*WHAT YOU ARE ASKED TO DO*: Please repeat, unchanged, the lines at the top of the listing below, ending with the one that has "characters (á, ñ, Ó, …)".

*PROVIDED INFORMATION*:
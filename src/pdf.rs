//! Just enough PDF 1.4 to lay out a report: the standard Helvetica faces,
//! filled and stroked rectangles, and one embedded baseline JPEG.
//!
//! Text is written in WinAnsiEncoding, so Latin-1 characters (á, ñ, Ó, …)
//! render directly; anything beyond U+00FF becomes `?`.

use anyhow::anyhow;
use std::io::Write;

/// US Letter in points.
pub const LETTER: (f32, f32) = (612.0, 792.0);
pub const CM: f32 = 72.0 / 2.54;

#[derive(Debug, Clone, Copy, PartialEq, Eq)]
pub enum Font {
    Regular,
    Bold,
}

// Advance widths (1/1000 em) for U+0020..=U+007E, from the Adobe core AFMs.
#[rustfmt::skip]
const HELVETICA_WIDTHS: [u16; 95] = [
    278, 278, 355, 556, 556, 889, 667, 191, 333, 333, 389, 584, 278, 333, 278, 278,
    556, 556, 556, 556, 556, 556, 556, 556, 556, 556, 278, 278, 584, 584, 584, 556,
    1015, 667, 667, 722, 722, 667, 611, 778, 722, 278, 500, 667, 556, 833, 722, 778,
    667, 778, 722, 667, 611, 722, 667, 944, 667, 667, 611, 278, 278, 278, 469, 556,
    333, 556, 556, 500, 556, 556, 278, 556, 556, 222, 222, 500, 222, 833, 556, 556,
    556, 556, 333, 500, 278, 556, 500, 722, 500, 500, 500, 334, 260, 334, 584,
];

#[rustfmt::skip]
const HELVETICA_BOLD_WIDTHS: [u16; 95] = [
    278, 333, 474, 556, 556, 889, 722, 238, 333, 333, 389, 584, 278, 333, 278, 278,
    556, 556, 556, 556, 556, 556, 556, 556, 556, 556, 333, 333, 584, 584, 584, 611,
    975, 722, 722, 722, 722, 667, 611, 778, 722, 278, 556, 722, 611, 833, 722, 778,
    667, 778, 722, 667, 611, 722, 667, 944, 667, 667, 611, 333, 278, 333, 584, 556,
    333, 556, 611, 556, 611, 556, 333, 611, 611, 278, 278, 556, 278, 889, 611, 611,
    611, 611, 389, 556, 333, 611, 556, 778, 556, 556, 500, 389, 280, 389, 584,
];

impl Font {
    fn resource(self) -> &'static str {
        match self {
            Font::Regular => "F1",
            Font::Bold => "F2",
        }
    }

    fn base_font(self) -> &'static str {
        match self {
            Font::Regular => "Helvetica",
            Font::Bold => "Helvetica-Bold",
        }
    }

    /// Rendered width of `text` in points. Non-ASCII glyphs are estimated
    /// at the width of a lowercase letter.
    pub fn text_width(self, text: &str, size: f32) -> f32 {
        let table = match self {
            Font::Regular => &HELVETICA_WIDTHS,
            Font::Bold => &HELVETICA_BOLD_WIDTHS,
        };
        let units: u32 = text
            .chars()
            .map(|c| match c as u32 {
                cp @ 0x20..=0x7E => table[(cp - 0x20) as usize] as u32,
                _ => 556,
            })
            .sum();
        units as f32 * size / 1000.0
    }
}

#[derive(Debug, Clone)]
pub struct JpegImage {
    pub width: u32,
    pub height: u32,
    components: u8,
    data: Vec<u8>,
}

impl JpegImage {
    /// Reads the frame header so the image can be embedded as-is with
    /// `/DCTDecode`; the pixel data is never decoded.
    pub fn from_bytes(data: Vec<u8>) -> anyhow::Result<Self> {
        if data.len() < 4 || data[0] != 0xFF || data[1] != 0xD8 {
            return Err(anyhow!("not a JPEG file"));
        }
        let mut i = 2;
        while i + 3 < data.len() {
            if data[i] != 0xFF {
                return Err(anyhow!("corrupt JPEG marker at offset {i}"));
            }
            let marker = data[i + 1];
            if marker == 0xFF {
                i += 1;
                continue;
            }
            if marker == 0x01 || (0xD0..=0xD7).contains(&marker) {
                i += 2;
                continue;
            }
            let len = u16::from_be_bytes([data[i + 2], data[i + 3]]) as usize;
            let is_sof = (0xC0..=0xCF).contains(&marker) && ![0xC4, 0xC8, 0xCC].contains(&marker);
            if is_sof {
                if i + 9 >= data.len() {
                    break;
                }
                let height = u16::from_be_bytes([data[i + 5], data[i + 6]]) as u32;
                let width = u16::from_be_bytes([data[i + 7], data[i + 8]]) as u32;
                let components = data[i + 9];
                if width == 0 || height == 0 {
                    return Err(anyhow!("JPEG has zero dimensions"));
                }
                return Ok(Self {
                    width,
                    height,
                    components,
                    data,
                });
            }
            i += 2 + len;
        }
        Err(anyhow!("JPEG frame header not found"))
    }

    fn color_space(&self) -> &'static str {
        match self.components {
            1 => "DeviceGray",
            4 => "DeviceCMYK",
            _ => "DeviceRGB",
        }
    }
}

/// Drawing operations for one page, in PDF user space (origin bottom-left).
#[derive(Debug, Default, Clone)]
pub struct Page {
    content: Vec<u8>,
    uses_image: bool,
}

impl Page {
    pub fn new() -> Self {
        Self::default()
    }

    pub fn text(&mut self, font: Font, size: f32, x: f32, y: f32, text: &str) {
        let _ = write!(
            self.content,
            "BT /{} {:.2} Tf {:.2} {:.2} Td (",
            font.resource(),
            size,
            x,
            y
        );
        self.content.extend(encode_text(text));
        self.content.extend_from_slice(b") Tj ET\n");
    }

    pub fn text_centered(&mut self, font: Font, size: f32, center_x: f32, y: f32, text: &str) {
        let x = center_x - font.text_width(text, size) / 2.0;
        self.text(font, size, x, y, text);
    }

    /// `gray` runs from 0 (black) to 1 (white).
    pub fn fill_rect(&mut self, x: f32, y: f32, w: f32, h: f32, gray: f32) {
        let _ = writeln!(
            self.content,
            "q {gray:.3} g {x:.2} {y:.2} {w:.2} {h:.2} re f Q"
        );
    }

    pub fn stroke_rect(&mut self, x: f32, y: f32, w: f32, h: f32, line_width: f32) {
        let _ = writeln!(
            self.content,
            "q {line_width:.2} w 0 G {x:.2} {y:.2} {w:.2} {h:.2} re S Q"
        );
    }

    /// Draws the document image scaled into the given box.
    pub fn image(&mut self, x: f32, y: f32, w: f32, h: f32) {
        self.uses_image = true;
        let _ = writeln!(self.content, "q {w:.2} 0 0 {h:.2} {x:.2} {y:.2} cm /Im1 Do Q");
    }
}

/// Escapes a string for a PDF literal and maps it to WinAnsi bytes.
fn encode_text(text: &str) -> Vec<u8> {
    let mut out = Vec::with_capacity(text.len());
    for c in text.chars() {
        match c {
            '(' | ')' | '\\' => {
                out.push(b'\\');
                out.push(c as u8);
            }
            c if (c as u32) < 0x20 => out.push(b' '),
            c if (c as u32) <= 0xFF => out.push(c as u32 as u8),
            _ => out.push(b'?'),
        }
    }
    out
}

#[derive(Debug, Clone)]
pub struct Document {
    size: (f32, f32),
    pages: Vec<Page>,
    image: Option<JpegImage>,
}

impl Document {
    pub fn new(size: (f32, f32)) -> Self {
        Self {
            size,
            pages: Vec::new(),
            image: None,
        }
    }

    pub fn set_image(&mut self, image: JpegImage) {
        self.image = Some(image);
    }

    pub fn add_page(&mut self, page: Page) {
        self.pages.push(page);
    }

    pub fn to_bytes(&self) -> Vec<u8> {
        let mut w = ObjectWriter::new();

        // 1 catalog, 2 page tree, 3-4 fonts, 5 image (optional), then a
        // page object followed by its content stream for every page.
        let first_page_obj = if self.image.is_some() { 6 } else { 5 };
        let page_ids: Vec<usize> = (0..self.pages.len())
            .map(|i| first_page_obj + 2 * i)
            .collect();

        w.object(1, b"<< /Type /Catalog /Pages 2 0 R >>");
        let kids = page_ids
            .iter()
            .map(|id| format!("{id} 0 R"))
            .collect::<Vec<_>>()
            .join(" ");
        w.object(
            2,
            format!(
                "<< /Type /Pages /Kids [{kids}] /Count {} >>",
                self.pages.len()
            )
            .as_bytes(),
        );
        for (id, font) in [(3, Font::Regular), (4, Font::Bold)] {
            w.object(
                id,
                format!(
                    "<< /Type /Font /Subtype /Type1 /BaseFont /{} /Encoding /WinAnsiEncoding >>",
                    font.base_font()
                )
                .as_bytes(),
            );
        }
        if let Some(img) = &self.image {
            let dict = format!(
                "<< /Type /XObject /Subtype /Image /Width {} /Height {} /ColorSpace /{} \
                 /BitsPerComponent 8 /Filter /DCTDecode /Length {} >>",
                img.width,
                img.height,
                img.color_space(),
                img.data.len()
            );
            w.stream(5, &dict, &img.data);
        }

        for (page, id) in self.pages.iter().zip(&page_ids) {
            let xobjects = if page.uses_image && self.image.is_some() {
                " /XObject << /Im1 5 0 R >>"
            } else {
                ""
            };
            let dict = format!(
                "<< /Type /Page /Parent 2 0 R /MediaBox [0 0 {:.0} {:.0}] \
                 /Resources << /Font << /F1 3 0 R /F2 4 0 R >>{xobjects} >> /Contents {} 0 R >>",
                self.size.0,
                self.size.1,
                id + 1
            );
            w.object(*id, dict.as_bytes());
            w.stream(
                id + 1,
                &format!("<< /Length {} >>", page.content.len()),
                &page.content,
            );
        }

        w.finish()
    }
}

struct ObjectWriter {
    buf: Vec<u8>,
    offsets: Vec<(usize, usize)>,
}

impl ObjectWriter {
    fn new() -> Self {
        let mut buf = Vec::new();
        buf.extend_from_slice(b"%PDF-1.4\n%\xE2\xE3\xCF\xD3\n");
        Self {
            buf,
            offsets: Vec::new(),
        }
    }

    fn object(&mut self, id: usize, body: &[u8]) {
        self.offsets.push((id, self.buf.len()));
        let _ = write!(self.buf, "{id} 0 obj\n");
        self.buf.extend_from_slice(body);
        self.buf.extend_from_slice(b"\nendobj\n");
    }

    fn stream(&mut self, id: usize, dict: &str, data: &[u8]) {
        self.offsets.push((id, self.buf.len()));
        let _ = write!(self.buf, "{id} 0 obj\n{dict}\nstream\n");
        self.buf.extend_from_slice(data);
        self.buf.extend_from_slice(b"\nendstream\nendobj\n");
    }

    fn finish(mut self) -> Vec<u8> {
        self.offsets.sort_by_key(|(id, _)| *id);
        let xref_at = self.buf.len();
        let size = self.offsets.len() + 1;
        let _ = write!(self.buf, "xref\n0 {size}\n0000000000 65535 f \n");
        for (_, offset) in &self.offsets {
            let _ = write!(self.buf, "{offset:010} 00000 n \n");
        }
        let _ = write!(
            self.buf,
            "trailer\n<< /Size {size} /Root 1 0 R >>\nstartxref\n{xref_at}\n%%EOF\n"
        );
        self.buf
    }
}

#[cfg(test)]
mod tests {
    use super::*;

    fn contains(haystack: &[u8], needle: &[u8]) -> bool {
        haystack.windows(needle.len()).any(|w| w == needle)
    }

    #[test]
    fn escapes_parentheses_and_maps_latin1() {
        assert_eq!(encode_text("a(b)\\"), b"a\\(b\\)\\\\".to_vec());
        assert_eq!(encode_text("Matemática"), b"Matem\xE1tica".to_vec());
        assert_eq!(encode_text("€"), b"?".to_vec());
    }

    #[test]
    fn xref_offsets_point_at_objects() {
        let mut doc = Document::new(LETTER);
        let mut page = Page::new();
        page.text(Font::Bold, 14.0, 72.0, 700.0, "Hola");
        doc.add_page(page);
        doc.add_page(Page::new());
        let bytes = doc.to_bytes();

        assert!(bytes.starts_with(b"%PDF-1.4"));
        assert!(bytes.ends_with(b"%%EOF\n"));
        assert!(contains(&bytes, b"/Count 2"));
        assert!(contains(&bytes, b"(Hola) Tj"));

        let text = String::from_utf8_lossy(&bytes);
        let xref_at: usize = text
            .rsplit("startxref\n")
            .next()
            .and_then(|s| s.lines().next())
            .and_then(|s| s.parse().ok())
            .expect("startxref");
        assert!(bytes[xref_at..].starts_with(b"xref"));

        let entries: Vec<usize> = text[xref_at..]
            .lines()
            .skip(3)
            .take_while(|l| l.ends_with(" n "))
            .map(|l| l[..10].parse().expect("offset"))
            .collect();
        assert_eq!(entries.len(), 8);
        for (i, offset) in entries.iter().enumerate() {
            let expected = format!("{} 0 obj", i + 1);
            assert!(bytes[*offset..].starts_with(expected.as_bytes()));
        }
    }

    #[test]
    fn bold_is_wider_than_regular() {
        let regular = Font::Regular.text_width("Promedio Final", 10.0);
        let bold = Font::Bold.text_width("Promedio Final", 10.0);
        assert!(bold > regular);
        assert!((Font::Regular.text_width("0", 10.0) - 5.56).abs() < 1e-4);
    }

    #[test]
    fn jpeg_dimensions_come_from_frame_header() {
        let mut data = vec![0xFF, 0xD8];
        // APP0 segment, length 16
        data.extend_from_slice(&[0xFF, 0xE0, 0x00, 0x10]);
        data.extend_from_slice(&[0u8; 14]);
        // SOF0: precision 8, height 40, width 120, 3 components
        data.extend_from_slice(&[0xFF, 0xC0, 0x00, 0x11, 0x08, 0x00, 0x28, 0x00, 0x78, 0x03]);
        data.extend_from_slice(&[0u8; 9]);
        data.extend_from_slice(&[0xFF, 0xD9]);

        let img = JpegImage::from_bytes(data).expect("parse jpeg");
        assert_eq!((img.width, img.height), (120, 40));
        assert_eq!(img.color_space(), "DeviceRGB");

        assert!(JpegImage::from_bytes(b"GIF89a".to_vec()).is_err());
    }
}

*TASK RESPONSE*:
filename src/pdf.rs
//! Just enough PDF 1.4 to lay out a report: the standard Helvetica faces,
//! filled and stroked rectangles, and one embedded baseline JPEG.
//!
//! Text is written in WinAnsiEncoding, so Latin-1 characters (á, ñ, Ó, …)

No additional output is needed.